Supposedly, as long as you stay under 1.4V, an Ivy-e, and I presume Sandy-E, does not degrade the CPU. This is according to OCN, who know all things about overclocking. Many of the members there regularly speak to the higher ups at Asus and Intel. One in particular's father is a 'higher up' at Intel.
News:
At the present time I have 16 GB @ 1600 installed in slots.
A1-B1-D1-C1
The bad slots are posting in bios as they should.
What I'm checking is if the motherboard and cpu are able to handle 32 GB as advertised.
I'm still unable to run a WEI it stops in the middle of the ram test.
The problem with the QLV list is it leaves a big back door for the motherboard/cpu manufacturers to run and hide.
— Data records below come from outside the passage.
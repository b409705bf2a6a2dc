//! Errors reported across the content manager contract.

/// Errors a content manager or manager registry can report.
///
/// An empty match is not an error; managers return an empty [`GetResult`](crate::GetResult).
#[derive(Debug, thiserror::Error)]
pub enum StorageError {
    /// No manager is registered for a content type.
    #[error("Unknown content type: {content_type}")]
    UnknownType { content_type: String },

    /// A record handed to the store cannot be stored.
    #[error("Invalid record: {message}")]
    InvalidRecord { message: String },

    /// The backing store failed.
    #[error("Backend error: {message}")]
    Backend { message: String },

    /// Anything else, including failures of a manager's own nested joins.
    #[error("Internal error: {message}")]
    Internal { message: String },
}

impl StorageError {
    #[must_use]
    pub fn unknown_type(content_type: impl Into<String>) -> Self {
        Self::UnknownType {
            content_type: content_type.into(),
        }
    }

    #[must_use]
    pub fn invalid_record(message: impl Into<String>) -> Self {
        Self::InvalidRecord {
            message: message.into(),
        }
    }

    #[must_use]
    pub fn backend(message: impl Into<String>) -> Self {
        Self::Backend {
            message: message.into(),
        }
    }

    #[must_use]
    pub fn internal(message: impl Into<String>) -> Self {
        Self::Internal {
            message: message.into(),
        }
    }

    /// Returns `true` if no manager was registered for the type.
    #[must_use]
    pub fn is_unknown_type(&self) -> bool {
        matches!(self, Self::UnknownType { .. })
    }
}
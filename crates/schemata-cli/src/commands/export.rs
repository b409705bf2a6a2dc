use std::io;

use anyhow::{Context, Result};
use indexmap::IndexSet;
use schemata_core::{Record, RequestContext};
use schemata_schema::{Format, Schemas};
use serde_json::Value;

use crate::cli::ExportArgs;
use crate::commands::{read_records, schema_for};
use crate::definition::Definition;
use crate::output::print_warning;

/// Writes the records as CSV on stdout, one column per exported field in schema order.
pub async fn run(schemas: &Schemas, args: &ExportArgs) -> Result<()> {
    let types = Definition::load(&args.definition)?.compose_all(schemas)?;
    let schema = schema_for(&types, &args.type_name)?;
    let records = read_records(args.input.as_deref())?;

    let cx = RequestContext::anonymous();
    let mut rows = Vec::with_capacity(records.len());
    let mut skipped: IndexSet<String> = IndexSet::new();
    for (index, record) in records.iter().enumerate() {
        let mut row = Record::new();
        let summary = schemas
            .export_fields(&cx, schema, &Format::Csv, record, &mut row)
            .await
            .with_context(|| format!("Failed to export record {index}"))?;
        skipped.extend(summary.skipped);
        rows.push(row);
    }
    if !skipped.is_empty() {
        let names: Vec<&str> = skipped.iter().map(String::as_str).collect();
        print_warning(&format!("No CSV exporter for: {}", names.join(", ")));
    }

    let columns: Vec<&str> = schema
        .iter()
        .map(|field| field.name.as_str())
        .filter(|name| rows.iter().any(|row| row.contains_key(*name)))
        .collect();

    let mut writer = csv::Writer::from_writer(io::stdout());
    writer.write_record(&columns)?;
    for row in &rows {
        writer.write_record(columns.iter().map(|column| {
            row.get(*column)
                .and_then(Value::as_str)
                .unwrap_or_default()
        }))?;
    }
    writer.flush()?;
    Ok(())
}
I can speak from personal experience Asus will use that back door.
If your ram isn't on the QLV list they always blame it on the ram.
Ladies and gentlemen I believe you all over a QLV list.
I'm running the Windows 7 built in memory test now.
I can't ever find the report when it is done.
What is the best place to get Memory 86 download?
Right here Jack, Windows test is crap in my opinion. there are two memtest86+ out which we use, 4.20 and 5.01. The newer one is supposedly for Intel 3rd gen and up. I've used both. If using the 5.01, press F2 when it starts to use all of your CPU sores.
RAM (memory) test:
If it was my money and time, I would go to ASUS again through your supplier. If he is worth his salt, he'll get a new replacement for you, not someone else's return.